__What this task involves__. Repeat exactly, and only, the lines below starting at the line that contains "username, name, password)?;" and ending at the line that contains "(runs every hour)", inclusive of both.
BEGIN Exercise data
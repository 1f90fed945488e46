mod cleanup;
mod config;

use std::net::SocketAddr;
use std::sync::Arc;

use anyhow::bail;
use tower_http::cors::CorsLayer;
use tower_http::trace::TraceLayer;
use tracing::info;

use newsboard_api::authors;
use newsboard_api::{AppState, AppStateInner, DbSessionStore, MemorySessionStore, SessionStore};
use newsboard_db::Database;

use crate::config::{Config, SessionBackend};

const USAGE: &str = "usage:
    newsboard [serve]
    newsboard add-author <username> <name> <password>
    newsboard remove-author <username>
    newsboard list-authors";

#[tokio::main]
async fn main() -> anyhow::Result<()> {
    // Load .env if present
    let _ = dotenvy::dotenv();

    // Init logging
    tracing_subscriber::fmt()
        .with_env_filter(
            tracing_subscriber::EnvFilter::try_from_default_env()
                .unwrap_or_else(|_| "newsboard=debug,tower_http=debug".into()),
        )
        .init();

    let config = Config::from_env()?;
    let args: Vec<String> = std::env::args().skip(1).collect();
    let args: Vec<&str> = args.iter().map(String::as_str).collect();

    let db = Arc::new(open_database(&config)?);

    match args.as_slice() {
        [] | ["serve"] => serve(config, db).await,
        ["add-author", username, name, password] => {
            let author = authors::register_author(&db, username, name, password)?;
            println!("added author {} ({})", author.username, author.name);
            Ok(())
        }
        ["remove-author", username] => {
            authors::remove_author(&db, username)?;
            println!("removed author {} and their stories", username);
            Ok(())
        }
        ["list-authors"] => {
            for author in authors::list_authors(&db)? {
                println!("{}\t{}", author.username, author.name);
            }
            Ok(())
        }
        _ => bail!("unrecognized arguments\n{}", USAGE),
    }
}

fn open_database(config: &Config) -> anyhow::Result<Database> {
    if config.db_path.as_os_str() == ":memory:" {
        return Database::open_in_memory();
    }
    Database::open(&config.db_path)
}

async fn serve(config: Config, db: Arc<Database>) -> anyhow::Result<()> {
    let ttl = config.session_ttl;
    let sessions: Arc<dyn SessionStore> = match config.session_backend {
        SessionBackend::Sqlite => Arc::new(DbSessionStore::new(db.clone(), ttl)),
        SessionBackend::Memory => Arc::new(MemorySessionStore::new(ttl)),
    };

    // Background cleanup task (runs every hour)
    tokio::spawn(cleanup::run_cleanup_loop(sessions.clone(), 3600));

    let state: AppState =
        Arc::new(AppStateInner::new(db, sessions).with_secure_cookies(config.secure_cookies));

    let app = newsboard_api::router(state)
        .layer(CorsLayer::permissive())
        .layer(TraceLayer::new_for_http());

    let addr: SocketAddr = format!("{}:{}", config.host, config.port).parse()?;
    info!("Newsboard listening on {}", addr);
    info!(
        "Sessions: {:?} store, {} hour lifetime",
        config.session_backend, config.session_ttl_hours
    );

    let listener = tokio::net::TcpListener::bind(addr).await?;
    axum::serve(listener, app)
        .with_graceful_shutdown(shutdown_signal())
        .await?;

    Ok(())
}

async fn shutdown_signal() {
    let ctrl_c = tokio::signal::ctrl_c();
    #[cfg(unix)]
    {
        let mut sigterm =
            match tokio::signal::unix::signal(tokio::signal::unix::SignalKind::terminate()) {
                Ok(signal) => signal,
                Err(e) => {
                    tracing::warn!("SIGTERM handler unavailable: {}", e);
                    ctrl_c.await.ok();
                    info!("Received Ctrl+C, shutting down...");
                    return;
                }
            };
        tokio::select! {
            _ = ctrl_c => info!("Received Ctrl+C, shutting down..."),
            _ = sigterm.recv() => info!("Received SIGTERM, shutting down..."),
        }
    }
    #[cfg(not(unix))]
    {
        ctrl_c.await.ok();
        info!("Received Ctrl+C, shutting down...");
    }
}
END Exercise data
__Task solution__.
            let author = authors::register_author(&db, username, name, password)?;
            println!("added author {} ({})", author.username, author.name);
            Ok(())
        }
        ["remove-author", username] => {
            authors::remove_author(&db, username)?;
            println!("removed author {} and their stories", username);
            Ok(())
        }
        ["list-authors"] => {
            for author in authors::list_authors(&db)? {
                println!("{}\t{}", author.username, author.name);
            }
            Ok(())
        }
        _ => bail!("unrecognized arguments\n{}", USAGE),
    }
}

fn open_database(config: &Config) -> anyhow::Result<Database> {
    if config.db_path.as_os_str() == ":memory:" {
        return Database::open_in_memory();
    }
    Database::open(&config.db_path)
}

async fn serve(config: Config, db: Arc<Database>) -> anyhow::Result<()> {
    let ttl = config.session_ttl;
    let sessions: Arc<dyn SessionStore> = match config.session_backend {
        SessionBackend::Sqlite => Arc::new(DbSessionStore::new(db.clone(), ttl)),
        SessionBackend::Memory => Arc::new(MemorySessionStore::new(ttl)),
    };

    // Background cleanup task (runs every hour)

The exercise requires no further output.